Data shown:
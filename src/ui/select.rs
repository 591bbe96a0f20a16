//! # Select Widget
//!
//! A searchable option picker supporting single or multiple selection.
//!
//! The widget is *controlled*: it never stores the selection. Callers pass the
//! current selection in and receive the complete new selection back from
//! [`SelectWidget::pick`]. The only state kept here is the open flag, the
//! search text and a keyboard highlight.
//!
//! ```text
//!            header click                  header click / outside click /
//!   Closed ───────────────▶ Open ──────▶   single-mode pick / Esc ──▶ Closed
//!                            │ ▲
//!                            └─┘ multi-mode pick, search edit, highlight move
//! ```

use super::pointer::{PointerRegistry, PointerSubscription};
use ratatui::layout::Rect;
use std::cell::Cell;
use std::rc::Rc;

/// One choice in a [`SelectWidget`].
#[derive(Debug, Clone, PartialEq, Eq)]
pub struct SelectOption {
    pub value: String,
    pub label: String,
    pub icon: Option<String>,
}

impl SelectOption {
    pub fn new(value: impl Into<String>, label: impl Into<String>) -> Self {
        Self {
            value: value.into(),
            label: label.into(),
            icon: None,
        }
    }

    pub fn with_icon(mut self, icon: impl Into<String>) -> Self {
        self.icon = Some(icon.into());
        self
    }
}

#[derive(Debug)]
pub struct SelectWidget {
    options: Vec<SelectOption>,
    placeholder: String,
    multiple: bool,
    /// Shared with the outside-pointer callback, which closes the widget.
    open: Rc<Cell<bool>>,
    search: String,
    highlighted: usize,
    subscription: PointerSubscription,
}

impl SelectWidget {
    /// Create the widget and subscribe it to outside-pointer events. The
    /// subscription lives exactly as long as the widget.
    pub fn mount(
        registry: &PointerRegistry,
        options: Vec<SelectOption>,
        placeholder: impl Into<String>,
        multiple: bool,
    ) -> Self {
        let open = Rc::new(Cell::new(false));
        let dismiss = Rc::clone(&open);
        let subscription = registry.subscribe(move || dismiss.set(false));

        Self {
            options,
            placeholder: placeholder.into(),
            multiple,
            open,
            search: String::new(),
            highlighted: 0,
            subscription,
        }
    }

    pub fn options(&self) -> &[SelectOption] {
        &self.options
    }

    pub fn placeholder(&self) -> &str {
        &self.placeholder
    }

    pub fn is_multiple(&self) -> bool {
        self.multiple
    }

    pub fn is_open(&self) -> bool {
        self.open.get()
    }

    pub fn search_text(&self) -> &str {
        &self.search
    }

    /// Index into [`Self::filtered_options`] of the keyboard highlight.
    pub fn highlighted(&self) -> usize {
        self.highlighted
    }

    /// Header click.
    pub fn toggle(&mut self) {
        self.open.set(!self.open.get());
        self.clamp_highlight();
    }

    pub fn close(&mut self) {
        self.open.set(false);
    }

    /// Options whose label contains the search text, ignoring case.
    pub fn filtered_options(&self) -> Vec<&SelectOption> {
        let needle = self.search.to_lowercase();
        self.options
            .iter()
            .filter(|option| option.label.to_lowercase().contains(&needle))
            .collect()
    }

    /// Header text for the given selection.
    pub fn display_text(&self, selected: &[String]) -> String {
        if self.multiple {
            return if selected.is_empty() {
                self.placeholder.clone()
            } else {
                format!("{} selected", selected.len())
            };
        }

        selected
            .first()
            .and_then(|value| self.options.iter().find(|o| &o.value == value))
            .map_or_else(|| self.placeholder.clone(), |o| o.label.clone())
    }

    pub fn is_selected(&self, value: &str, selected: &[String]) -> bool {
        if self.multiple {
            selected.iter().any(|v| v == value)
        } else {
            selected.first().is_some_and(|v| v == value)
        }
    }

    /// Choose `value` and return the complete new selection.
    ///
    /// Single mode replaces the selection and closes. Multi mode toggles
    /// membership, appending new values, and stays open.
    pub fn pick(&mut self, value: &str, selected: &[String]) -> Vec<String> {
        if !self.multiple {
            self.open.set(false);
            return vec![value.to_string()];
        }

        if selected.iter().any(|v| v == value) {
            selected.iter().filter(|v| *v != value).cloned().collect()
        } else {
            let mut next = selected.to_vec();
            next.push(value.to_string());
            next
        }
    }

    /// Pick whatever the keyboard highlight is on, if anything.
    pub fn pick_highlighted(&mut self, selected: &[String]) -> Option<Vec<String>> {
        let value = self
            .filtered_options()
            .get(self.highlighted)
            .map(|option| option.value.clone())?;
        Some(self.pick(&value, selected))
    }

    pub fn search_push_char(&mut self, c: char) {
        self.search.push(c);
        self.highlighted = 0;
    }

    pub fn search_pop_char(&mut self) {
        self.search.pop();
        self.highlighted = 0;
    }

    pub fn highlight_next(&mut self) {
        let count = self.filtered_options().len();
        if count > 0 {
            self.highlighted = (self.highlighted + 1) % count;
        }
    }

    pub fn highlight_previous(&mut self) {
        let count = self.filtered_options().len();
        if count > 0 {
            self.highlighted = if self.highlighted == 0 {
                count - 1
            } else {
                self.highlighted - 1
            };
        }
    }

    /// Record where the widget (header plus open panel) was drawn this frame.
    pub fn set_region(&self, region: Option<Rect>) {
        self.subscription.set_region(region);
    }

    fn clamp_highlight(&mut self) {
        let count = self.filtered_options().len();
        if self.highlighted >= count {
            self.highlighted = 0;
        }
    }
}

#[cfg(test)]
mod tests {
    use super::*;

    fn options() -> Vec<SelectOption> {
        vec![
            SelectOption::new("USA", "United States").with_icon("🇺🇸"),
            SelectOption::new("India", "India").with_icon("🇮🇳"),
            SelectOption::new("UK", "United Kingdom").with_icon("🇬🇧"),
        ]
    }

    fn single(registry: &PointerRegistry) -> SelectWidget {
        SelectWidget::mount(registry, options(), "Country", false)
    }

    fn multi(registry: &PointerRegistry) -> SelectWidget {
        SelectWidget::mount(registry, options(), "Country", true)
    }

    #[test]
    fn test_starts_closed() {
        let registry = PointerRegistry::new();
        let widget = single(&registry);
        assert!(!widget.is_open());
        assert_eq!(widget.search_text(), "");
    }

    #[test]
    fn test_header_toggles() {
        let registry = PointerRegistry::new();
        let mut widget = single(&registry);
        widget.toggle();
        assert!(widget.is_open());
        widget.toggle();
        assert!(!widget.is_open());
    }

    #[test]
    fn test_single_mode_replaces_and_closes() {
        let registry = PointerRegistry::new();
        let mut widget = single(&registry);

        widget.toggle();
        let selection = widget.pick("USA", &[]);
        assert_eq!(selection, vec!["USA".to_string()]);
        assert!(!widget.is_open());

        widget.toggle();
        let selection = widget.pick("UK", &selection);
        assert_eq!(selection, vec!["UK".to_string()]);
        assert!(!widget.is_open());
    }

    #[test]
    fn test_multi_mode_accumulates_in_pick_order() {
        let registry = PointerRegistry::new();
        let mut widget = multi(&registry);

        widget.toggle();
        let selection = widget.pick("UK", &[]);
        let selection = widget.pick("USA", &selection);
        assert_eq!(selection, vec!["UK".to_string(), "USA".to_string()]);
        assert!(widget.is_open());
    }

    #[test]
    fn test_multi_mode_second_pick_toggles_off() {
        let registry = PointerRegistry::new();
        let mut widget = multi(&registry);

        widget.toggle();
        let selection = widget.pick("India", &[]);
        let selection = widget.pick("India", &selection);
        assert!(selection.is_empty());
        assert!(widget.is_open());
    }

    #[test]
    fn test_search_filters_by_label_without_touching_options() {
        let registry = PointerRegistry::new();
        let mut widget = single(&registry);

        for c in "UNITED".chars() {
            widget.search_push_char(c);
        }
        let labels: Vec<&str> = widget
            .filtered_options()
            .iter()
            .map(|o| o.label.as_str())
            .collect();
        assert_eq!(labels, vec!["United States", "United Kingdom"]);
        assert_eq!(widget.options().len(), 3);

        widget.search_pop_char();
        assert_eq!(widget.search_text(), "UNITE");
    }

    #[test]
    fn test_display_text() {
        let registry = PointerRegistry::new();
        let single = single(&registry);
        assert_eq!(single.display_text(&[]), "Country");
        assert_eq!(single.display_text(&["UK".to_string()]), "United Kingdom");
        assert_eq!(single.display_text(&["Mars".to_string()]), "Country");

        let multi = multi(&registry);
        assert_eq!(multi.display_text(&[]), "Country");
        assert_eq!(
            multi.display_text(&["UK".to_string(), "USA".to_string()]),
            "2 selected"
        );
    }

    #[test]
    fn test_outside_click_closes_only_when_outside() {
        let registry = PointerRegistry::new();
        let mut widget = single(&registry);
        widget.toggle();
        widget.set_region(Some(Rect::new(0, 0, 20, 8)));

        registry.pointer_down(5, 5);
        assert!(widget.is_open());

        registry.pointer_down(40, 5);
        assert!(!widget.is_open());
    }

    #[test]
    fn test_dropping_widget_releases_listener() {
        let registry = PointerRegistry::new();
        {
            let _a = single(&registry);
            let _b = multi(&registry);
            assert_eq!(registry.len(), 2);
        }
        assert!(registry.is_empty());
    }

    #[test]
    fn test_keyboard_highlight_picks_filtered_option() {
        let registry = PointerRegistry::new();
        let mut widget = single(&registry);
        widget.toggle();
        widget.search_push_char('i');
        // "United States", "India", "United Kingdom" all contain an 'i'.
        widget.highlight_next();
        let selection = widget.pick_highlighted(&[]).expect("option highlighted");
        assert_eq!(selection, vec!["India".to_string()]);

        widget.highlight_previous();
        assert_eq!(widget.highlighted(), 0);
    }

    #[test]
    fn test_pick_highlighted_with_no_matches() {
        let registry = PointerRegistry::new();
        let mut widget = single(&registry);
        widget.search_push_char('z');
        assert!(widget.pick_highlighted(&[]).is_none());
    }
}
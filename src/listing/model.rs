use serde::{Deserialize, Serialize};

/// Size category of the hiring organization.
#[derive(Debug, Clone, Copy, PartialEq, Eq, Hash, Serialize, Deserialize)]
pub enum CompanyScale {
    #[serde(rename = "Startup")]
    Startup,
    #[serde(rename = "Mid-Scale", alias = "Mid-scale", alias = "Midscale")]
    MidScale,
    #[serde(
        rename = "Multinational Corporation",
        alias = "Multinational",
        alias = "MNC"
    )]
    Multinational,
    #[serde(rename = "Small & Medium Enterprise", alias = "SME")]
    Sme,
}

impl CompanyScale {
    /// All scales, in filter display order.
    pub const ALL: [CompanyScale; 4] = [
        CompanyScale::Startup,
        CompanyScale::MidScale,
        CompanyScale::Multinational,
        CompanyScale::Sme,
    ];

    pub fn label(self) -> &'static str {
        match self {
            CompanyScale::Startup => "Startup",
            CompanyScale::MidScale => "Mid-Scale",
            CompanyScale::Multinational => "Multinational Corporation",
            CompanyScale::Sme => "Small & Medium Enterprise",
        }
    }

    pub fn icon(self) -> &'static str {
        match self {
            CompanyScale::Startup => "🚀",
            CompanyScale::MidScale => "🏢",
            CompanyScale::Multinational => "🌐",
            CompanyScale::Sme => "🏭",
        }
    }

    /// Parse a scale from its display label (the value used by the scale filter).
    pub fn from_label(label: &str) -> Option<Self> {
        Self::ALL.into_iter().find(|s| s.label() == label)
    }
}

/// A single job posting as supplied by a data source. Never mutated after load.
#[derive(Debug, Clone, PartialEq, Serialize, Deserialize)]
#[serde(rename_all = "camelCase")]
pub struct Listing {
    pub id: String,
    pub title: String,
    pub company: String,
    pub company_scale: CompanyScale,
    pub description: String,
    pub apply_link: String,
    /// Posting time in epoch milliseconds.
    pub date_posted: i64,
    pub location: String,
    pub country: String,
    pub industry: String,
    #[serde(default, skip_serializing_if = "Option::is_none")]
    pub salary: Option<String>,
    #[serde(default, skip_serializing_if = "Option::is_none")]
    pub company_career_site: Option<String>,
    #[serde(default, skip_serializing_if = "Option::is_none")]
    pub source_url: Option<String>,
}
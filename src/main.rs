//! # Chronicle CLI Entry Point
//!
//! Terminal job board: search, filter, sort and page through job listings.
//!
//! ## Usage
//!
//! ```bash
//! # Built-in demo listings
//! chronicle
//!
//! # Listings from a JSON file, starting in dark mode
//! chronicle --data ./jobs.json --dark
//!
//! # Debug mode - print the first page and exit
//! chronicle --debug
//! ```
//!
//! ## Architecture
//!
//! 1. **Config**: read `config.json` (themes, default data file)
//! 2. **Load**: the listing source runs once on a blocking task
//! 3. **UI**: each frame derives the visible page from the app state
//! 4. **Input**: keys and clicks are dispatched to `App` handlers
//!
//! ## Key Bindings
//!
//! - `/` - Search titles and companies (`Enter` keeps, `Esc` clears)
//! - `1`-`4` - Open the scale, country, industry or age dropdown
//! - `s` - Switch sort
//! - `c` - Clear search and filters
//! - `←` / `→`, `[` / `]` - Previous / next page
//! - `↑` / `↓`, `j` / `k` - Move between cards
//! - `Enter` - Open listing details
//! - `f` - Favorite the selected listing
//! - `y` - Copy apply link (in details)
//! - `d` - Toggle dark mode
//! - `?` - Help
//! - `q` - Quit

use chronicle::listing::{
    derive, Clock, JsonFileSource, Listing, ListingSource, MockSource, Query, SourceError,
    SystemClock,
};
use chronicle::logging;
use chronicle::ui::{self, config::Config, hit::HitMap, input, theme::Theme, App};

use anyhow::{Context, Result};
use clap::Parser;
use crossterm::{
    event::{self, DisableMouseCapture, EnableMouseCapture, Event},
    execute,
    terminal::{disable_raw_mode, enable_raw_mode, EnterAlternateScreen, LeaveAlternateScreen},
};
use ratatui::{backend::CrosstermBackend, Terminal};
use std::io;
use std::panic;
use std::path::PathBuf;
use std::time::Duration;
use tokio::task::JoinHandle;

/// Trait for reading terminal events (allows dependency injection for testing)
trait EventReader {
    fn read_event(&mut self, timeout: Duration) -> Result<Option<Event>>;
}

/// Production event reader that uses crossterm's event polling + read
struct CrosstermEventReader;

impl EventReader for CrosstermEventReader {
    fn read_event(&mut self, timeout: Duration) -> Result<Option<Event>> {
        if event::poll(timeout).context("Failed to poll for events")? {
            Ok(Some(event::read().context("Failed to read terminal event")?))
        } else {
            Ok(None)
        }
    }
}

type PendingLoad = JoinHandle<Result<Vec<Listing>, SourceError>>;

/// Chronicle - a terminal job board
#[derive(Parser, Debug)]
#[command(name = "chronicle")]
#[command(version = env!("CARGO_PKG_VERSION"))]
#[command(about = "Search, filter and page through job listings", long_about = None)]
struct Args {
    /// Load listings from a JSON array file instead of the built-in set
    #[arg(short, long, value_name = "FILE")]
    data: Option<PathBuf>,

    /// Config file to read instead of the default location
    #[arg(short, long, value_name = "FILE")]
    config: Option<PathBuf>,

    /// Start in dark mode
    #[arg(long)]
    dark: bool,

    /// Log filter used when RUST_LOG is unset
    #[arg(long, value_name = "LEVEL", default_value = "info")]
    log_level: String,

    /// Print the first page of listings and exit
    #[arg(long)]
    debug: bool,
}

#[tokio::main]
async fn main() -> Result<()> {
    let args = Args::parse();

    // Set up panic hook to ensure terminal is restored on panic
    let original_hook = panic::take_hook();
    panic::set_hook(Box::new(move |panic_info| {
        let _ = disable_raw_mode();
        let _ = execute!(io::stdout(), LeaveAlternateScreen, DisableMouseCapture);
        original_hook(panic_info);
    }));

    let result = run_application(args).await;

    let _ = panic::take_hook();

    result
}

/// Pick the listing source: `--data`, then the config's `data_file`, then
/// the built-in set.
fn select_source(args: &Args, config: &Config) -> Box<dyn ListingSource + Send> {
    match args.data.as_ref().or(config.data_file.as_ref()) {
        Some(path) => Box::new(JsonFileSource::new(path.clone())),
        None => Box::new(MockSource::new(SystemClock)),
    }
}

async fn run_application(args: Args) -> Result<()> {
    let config = match &args.config {
        Some(path) => Config::load_from(path)?,
        None => Config::load()?,
    };
    let source = select_source(&args, &config);

    if args.debug {
        return print_debug(source.as_ref(), &SystemClock);
    }

    // Logging is best effort; the board still works without a log file.
    let _log_guard = match logging::init(&args.log_level) {
        Ok(guard) => Some(guard),
        Err(e) => {
            eprintln!("Warning: Could not initialize logging: {e:#}");
            None
        }
    };
    tracing::info!(source = %source.name(), "Starting");

    let mut app = App::new(
        Theme::resolve(&config.light_theme, false),
        Theme::resolve(&config.dark_theme, true),
        Box::new(SystemClock),
    );
    app.dark_mode = args.dark;

    let pending: PendingLoad = tokio::task::spawn_blocking(move || source.load());

    // Setup terminal
    enable_raw_mode().context("Failed to enable raw mode for terminal")?;

    let mut stdout = io::stdout();
    execute!(stdout, EnterAlternateScreen, EnableMouseCapture)
        .context("Failed to setup terminal")?;

    let backend = CrosstermBackend::new(stdout);
    let mut terminal = Terminal::new(backend).context("Failed to create terminal")?;

    // Run the app and ensure cleanup happens even on error
    let mut event_reader = CrosstermEventReader;
    let run_result = run_app(&mut terminal, &mut app, &mut event_reader, Some(pending)).await;

    // Restore terminal (always runs, even if run_app failed)
    let cleanup_result = cleanup_terminal(&mut terminal);

    run_result?;
    cleanup_result?;

    tracing::info!("Exiting");
    Ok(())
}

fn print_debug(source: &dyn ListingSource, clock: &dyn Clock) -> Result<()> {
    println!("=== Source: {} ===", source.name());
    let listings = source
        .load()
        .with_context(|| format!("Failed to load listings from {}", source.name()))?;

    let derived = derive(&listings, &Query::default(), clock.now_millis());
    for listing in &derived.items {
        println!(
            "  [{}] {}\n    Company: {}\n    Where: {}, {}\n",
            listing.id, listing.title, listing.company, listing.location, listing.country
        );
    }
    println!(
        "Total: {} listings, page {} of {}",
        derived.total_matches, derived.page, derived.page_count
    );
    Ok(())
}

/// Clean up terminal state
fn cleanup_terminal(terminal: &mut Terminal<CrosstermBackend<io::Stdout>>) -> Result<()> {
    disable_raw_mode().context("Failed to disable raw mode")?;

    execute!(
        terminal.backend_mut(),
        LeaveAlternateScreen,
        DisableMouseCapture
    )
    .context("Failed to restore terminal")?;

    terminal.show_cursor().context("Failed to show cursor")?;

    Ok(())
}

/// Hand a finished load to the app. Returns the handle again while it is
/// still running.
async fn poll_load(app: &mut App, pending: Option<PendingLoad>) -> Option<PendingLoad> {
    let handle = pending?;
    if !handle.is_finished() {
        return Some(handle);
    }

    let result = handle.await.unwrap_or_else(|e| {
        Err(SourceError::DataUnavailable {
            source_name: "loader task".to_string(),
            reason: e.to_string(),
        })
    });
    app.finish_loading(result);
    None
}

async fn run_app<B: ratatui::backend::Backend>(
    terminal: &mut Terminal<B>,
    app: &mut App,
    event_reader: &mut dyn EventReader,
    mut pending: Option<PendingLoad>,
) -> Result<()> {
    loop {
        pending = poll_load(app, pending).await;

        let mut hits = HitMap::new();
        terminal
            .draw(|f| hits = ui::render(f, app))
            .map_err(|e| anyhow::anyhow!("Failed to draw terminal UI: {e}"))?;
        app.sync_select_regions(&hits);

        // Poll faster while the load is still running so it shows up promptly
        let poll_timeout = if pending.is_some() {
            Duration::from_millis(16)
        } else {
            Duration::from_millis(100)
        };

        let event = match event_reader.read_event(poll_timeout)? {
            Some(e) => e,
            None => {
                if app.should_quit {
                    break;
                }
                continue;
            }
        };

        match event {
            Event::Key(key) if key.kind == event::KeyEventKind::Press => {
                input::handle_key(app, key);
            }
            Event::Mouse(mouse) => input::handle_mouse(app, mouse, &hits),
            _ => {}
        }

        if app.should_quit {
            break;
        }
    }

    Ok(())
}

Task statement: Go through the records line by line and give the number of lines with the string "static" in them, stating nothing else.

Solved exercise: 2